Still, none of the aforementioned research works examines those features related to the rating prediction accuracy in CF datasets. An RS that typically recommends the items computed to have the highest rating prediction scores, without taking into account other features, may result in reduced recommendation accuracy and overall success and, hence, cause trust issues in its users.

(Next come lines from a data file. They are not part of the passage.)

fn expand_background(value: &CssValue) -> Result<Vec<(String, CssValue)>, String> {
    let layers = value.comma_items();
    let mut columns: Vec<Vec<CssValue>> = vec![Vec::with_capacity(layers.len()); 7];
    let mut color = None;
    for (index, layer) in layers.iter().enumerate() {
        let (values, layer_color) = background_layer(layer)?;
        if layer_color.is_some() {
            if index + 1 != layers.len() {
                return Err("only the final background layer may set a color".to_string());
            }
            color = layer_color;
        }
        for (column, value) in columns.iter_mut().zip(values) {
            column.push(value);
        }
    }
    if layers.is_empty() {
        return Err("empty background".to_string());
    }
    let mut out = vec![(
        "background-color".to_string(),
        color.unwrap_or_else(|| CssValue::ident("transparent")),
    )];
    for ((name, _), mut column) in BACKGROUND_LAYERED.iter().zip(columns) {
        let value = if column.len() == 1 {
            column.remove(0)
        } else {
            CssValue::CommaList(column)
        };
        out.push((name.to_string(), value));
    }
    Ok(out)
}

fn four_corners(items: &[CssValue]) -> Result<[CssValue; 4], String> {
    let corners = match items {
        [all] => [all, all, all, all],
        [a, b] => [a, b, a, b],
        [a, b, c] => [a, b, c, b],
        [a, b, c, d] => [a, b, c, d],
        _ => return Err("expected one to four radii".to_string()),
    };
    Ok(corners.map(CssValue::clone))
}

// `h{1,4} [/ v{1,4}]?`; an elliptical corner keeps both radii.
fn expand_radius(value: &CssValue) -> Result<Vec<(String, CssValue)>, String> {
    let items = value.items();
    let empty: &[CssValue] = &[];
    let (horizontal, vertical) = match items.iter().position(|item| item.is_ident("/")) {
        Some(at) => (&items[..at], &items[at + 1..]),
        None => (items, empty),
    };
    let horizontal = four_corners(horizontal)?;
    let vertical = if vertical.is_empty() {
        None
    } else {
        Some(four_corners(vertical)?)
    };
    Ok(CORNERS
        .iter()
        .enumerate()
        .map(|(idx, corner)| {
            let h = horizontal[idx].clone();
            let radius = match &vertical {
                Some(v) if v[idx] != h => CssValue::SpaceList(vec![h, v[idx].clone()]),
                _ => h,
            };
            (format!("border-{corner}-radius"), radius)
        })
        .collect())
}

#[cfg(test)]
mod tests {
    use super::*;

    fn expand(name: &str, value: &str) -> Result<Vec<(String, String)>, String> {
        DefaultValidator
            .expand(name, &CssValue::parse(value))
            .map(|list| list.into_iter().map(|(n, v)| (n, v.to_string())).collect())
    }

    #[test]
    fn margin_shorthand_uses_box_order() {
        let out = expand("margin", "1px 2px 3px").expect("valid");
        assert_eq!(
            out,
            vec![
                ("margin-top".to_string(), "1px".to_string()),
                ("margin-right".to_string(), "2px".to_string()),
                ("margin-bottom".to_string(), "3px".to_string()),
                ("margin-left".to_string(), "2px".to_string()),
            ]
        );
        assert!(expand("margin", "1px 2px 3px 4px 5px").is_err());
    }

    #[test]
    fn border_shorthand_fills_defaults() {
        let out = expand("border-top", "solid red").expect("valid");
        assert_eq!(out[0], ("border-top-width".to_string(), "medium".to_string()));
        assert_eq!(out[1], ("border-top-style".to_string(), "solid".to_string()));
        assert_eq!(out[2], ("border-top-color".to_string(), "red".to_string()));
        assert_eq!(expand("border", "1px solid").expect("valid").len(), 12);
        assert!(expand("border", "1px 2px").is_err());
    }

    #[test]
    fn logical_pairs_expand() {
        let out = expand("margin-inline", "1em 2em").expect("valid");
        assert_eq!(out[0].0, "margin-inline-start");
        assert_eq!(out[1].0, "margin-inline-end");
        assert_eq!(expand("inset-block", "0").expect("valid")[0].0, "inset-block-start");
    }

    #[test]
    fn font_shorthand_sets_every_longhand() {
        let out = expand("font", "bold 12px serif").expect("valid");
        let get = |name: &str| {
            out.iter()
                .find(|(n, _)| n == name)
                .map(|(_, v)| v.clone())
                .expect(name)
        };
        assert_eq!(out.len(), 7);
        assert_eq!(get("font-weight"), "bold");
        assert_eq!(get("font-size"), "12px");
        assert_eq!(get("font-family"), "serif");
        assert_eq!(get("font-style"), "normal");
        assert_eq!(get("line-height"), "normal");

        let out = expand("font", "italic small-caps 700 1.2em/1.5 Times New Roman, serif")
            .expect("valid");
        assert_eq!(out[0].1, "italic");
        assert_eq!(out[1].1, "small-caps");
        assert_eq!(out[2].1, "700");
        assert_eq!(out[4].1, "1.2em");
        assert_eq!(out[5].1, "1.5");
        assert_eq!(out[6].1, "Times New Roman, serif");

        assert!(expand("font", "bold serif").is_err());
        assert!(expand("font", "12px").is_err());
        assert!(expand("font", "inherit").expect("valid").iter().all(|(_, v)| v == "inherit"));
    }

    #[test]
    fn background_shorthand_resets_layers() {
        let out = expand("background", "red").expect("valid");
        assert_eq!(out[0], ("background-color".to_string(), "red".to_string()));
        assert_eq!(out[1], ("background-image".to_string(), "none".to_string()));
        assert_eq!(out[4], ("background-repeat".to_string(), "repeat".to_string()));
        assert_eq!(out.len(), 8);

        let out = expand("background", "url(a.png) no-repeat center / cover, green")
            .expect("valid");
        let get = |name: &str| {
            out.iter()
                .find(|(n, _)| n == name)
                .map(|(_, v)| v.clone())
                .expect(name)
        };
        assert_eq!(get("background-color"), "green");
        assert_eq!(get("background-repeat"), "no-repeat, repeat");
        assert_eq!(get("background-position"), "center, 0% 0%");
        assert_eq!(get("background-size"), "cover, auto");

        assert!(expand("background", "red, url(a.png)").is_err());
    }

    #[test]
    fn border_radius_fills_corners() {
        let out = expand("border-radius", "4px 8px").expect("valid");
        assert_eq!(out[0], ("border-top-left-radius".to_string(), "4px".to_string()));
        assert_eq!(out[1], ("border-top-right-radius".to_string(), "8px".to_string()));
        assert_eq!(out[2], ("border-bottom-right-radius".to_string(), "4px".to_string()));
        let out = expand("border-radius", "4px / 2px").expect("valid");
        assert_eq!(out[3].1, "4px 2px");
        assert!(expand("border-radius", "1px 2px 3px 4px 5px").is_err());
    }

    #[test]
    fn unknown_properties_are_rejected_and_custom_ones_kept() {
        assert!(expand("vendor-unknown-prop", "12px").is_err());
        assert_eq!(expand("--accent", "red").expect("valid")[0].0, "--accent");
        assert_eq!(expand("COLOR", "red").expect("valid")[0].0, "color");
        assert_eq!(expand("border-inline-start-width", "2px").expect("valid").len(), 1);
    }
}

Recently, Margaris et al. [20] indicated that it may be better for an RS to recommend an item i2 computed to have a lower prediction value than item i1, if the rating prediction concerning i2 is found to be more reliable than the respective one for i1, by exploring, in a broader context, the rating prediction accuracy features in sparse CF datasets. They examined five rating prediction features, using sparse CF datasets, and found that three of them (the number of NNs participating in the rating prediction formulation, the mean rating value of the active user, and the mean rating value of the item) can indicate, in the majority of the cases, a reliable rating prediction.

The present work advances the state-of-the-art research regarding the rating prediction accuracy features in CF, by (1) applying and parameterising the aforementioned rating prediction accuracy features in dense CF datasets, (2) applying and parameterising an additional rating prediction accuracy feature that can be reliably applied only in dense CF datasets, and (3) evaluating the rating prediction accuracy features using widely used and accepted dense CF datasets, error metrics, and user similarity metrics. Since the features tested in this work are derived from the original rating matrix (user–item–rating tuple) and do not need any kind of additional information, they prove useful to any CF algorithm applied to dense CF datasets.

3. Exploring Rating Prediction Features

In this section, the six rating prediction features of the experimental part of our work are presented, analysed, and evaluated. More specifically, we present a thorough investigation of the rating prediction features, examining their associations with improvement in the rating prediction accuracy in dense CF datasets.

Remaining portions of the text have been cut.